O anjo de
Margô estava de olhos fechados, em oração, quando Sorondo apareceu no salão
principal, onde Caliel recuperava-se.
Sem levantar as pálpebras, o ser alado sentiu a presença do outro e identificou as
preocupações que levaram o mordomo a largar a louça pela metade e ir
procurá-lo. Por isso, adiantou-se.
- Sossega teu
coração, Sorondo. Teus amigos estão bem.
- Que garantia
você me dá? – retrucou logo o mordomo.
Caliel
respirou profundamente. Apesar das dores e pesares que sofria, seu rosto iluminou-se
de dentro para fora.
- Quando a
demanda é de fato importante e cumprida com entrega e fé, Deus nos acompanha e
nos ampara, onde quer que estejamos, sejam lá quais forem os perigos que se
abrem a nossa frente – argumentou o anjo.
Sorondo, que
apesar da discrição, não era de ficar quieto quando julgava ter razão nas
coisas, respondeu.
- E onde
estava este mesmo Deus quando você foi expulso por tentar cumprir a mesma
missão?
Sequer um
músculo da face de Caliel mexeu de lugar.
- Mesmo um
anjo é incapaz de compreender os planos de Deus.

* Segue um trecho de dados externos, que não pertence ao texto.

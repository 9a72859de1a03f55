use clap::Args;
use pem::ToPem;
use pkcs10::{
    CertificationRequest, CertificationRequestInfo, HashAlgorithm, PublicKeyAlgorithm,
    SignatureAlgorithmIdentifier, SignatureValue,
};
use tracing::{debug, info};

use crate::error::{Error, Result};
use crate::utils::{read_input, write_output};

#[derive(Debug, Clone, Copy, clap::ValueEnum)]
enum HashArg {
    Md5,
    Sha1,
    Sha224,
    Sha256,
    Sha384,
    Sha512,
}

impl From<HashArg> for HashAlgorithm {
    fn from(hash: HashArg) -> Self {
        match hash {
            HashArg::Md5 => HashAlgorithm::Md5,
            HashArg::Sha1 => HashAlgorithm::Sha1,
            HashArg::Sha224 => HashAlgorithm::Sha224,
            HashArg::Sha256 => HashAlgorithm::Sha256,
            HashArg::Sha384 => HashAlgorithm::Sha384,
            HashArg::Sha512 => HashAlgorithm::Sha512,
        }
    }
}

#[derive(Args)]
pub(crate) struct Config {
    /// Path to the DER CertificationRequestInfo produced by `info`
    #[arg(short, long)]
    info: String,

    /// Path to the raw signature over the info bytes
    #[arg(short, long)]
    signature: String,

    /// Hash algorithm the signature was made with
    #[arg(long, value_enum, default_value = "sha256")]
    hash: HashArg,

    /// Write DER instead of PEM
    #[arg(long)]
    der: bool,

    /// Output file. If not specified, writes to stdout
    #[arg(long)]
    out: Option<String>,
}

pub(crate) fn execute(config: Config) -> Result<()> {
    let info = CertificationRequestInfo::from_der(&read_input(Some(&config.info))?)?;
    let signature = SignatureValue::new(read_input(Some(&config.signature))?);
    if signature.as_bytes().is_empty() {
        return Err(Error::InvalidInput(format!(
            "signature file {} is empty",
            config.signature
        )));
    }
    let algorithm = SignatureAlgorithmIdentifier::new(config.hash.into(), PublicKeyAlgorithm::Rsa);

    let request = CertificationRequest::new(info, algorithm, signature);
    let der = request.to_der();

    // read the result back before handing it out
    let decoded = CertificationRequest::from_der(&der)?;
    if decoded != request {
        return Err("assembled request does not decode to the same value".into());
    }
    debug!(len = der.len(), "request verified");
    info!(subject = %request.info.subject, algorithm = %algorithm, "assembled request");

    if config.der {
        write_output(config.out.as_deref(), &der)
    } else {
        let Ok(pem) = request.to_pem();
        write_output(config.out.as_deref(), pem.to_string().as_bytes())
    }
}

Cabe a todos os seres
obedecê-los, não só por ser o correto, mas também porque a desobediência também
faz parte destes mesmos planos divinos – foi a réplica.
- Lúcifer e
seus comparsas seguiram as vontades de Deus quando se rebelaram? – atacou Sorondo.
- Sim –
resumiu Caliel, sem pestanejar.
- E, por
terem feito justamente o que Deus queria, eles foram punidos e expulsos do Paraíso
por este mesmo Deus?
- Nossas
vontades também são as vontades de Deus. Tudo faz parte de uma só coisa. Deus é
maior que o conceito que cada um de nós tem de Deus. Nós também somos maiores do que pensamos ser – concluiu o anjo.
O mordomo
coçou a cabeça, fez uma careta e disse, antes de dar meia-volta e seguir à
cozinha.
- É melhor eu
terminar de lavar a louça. Se Deus quiser.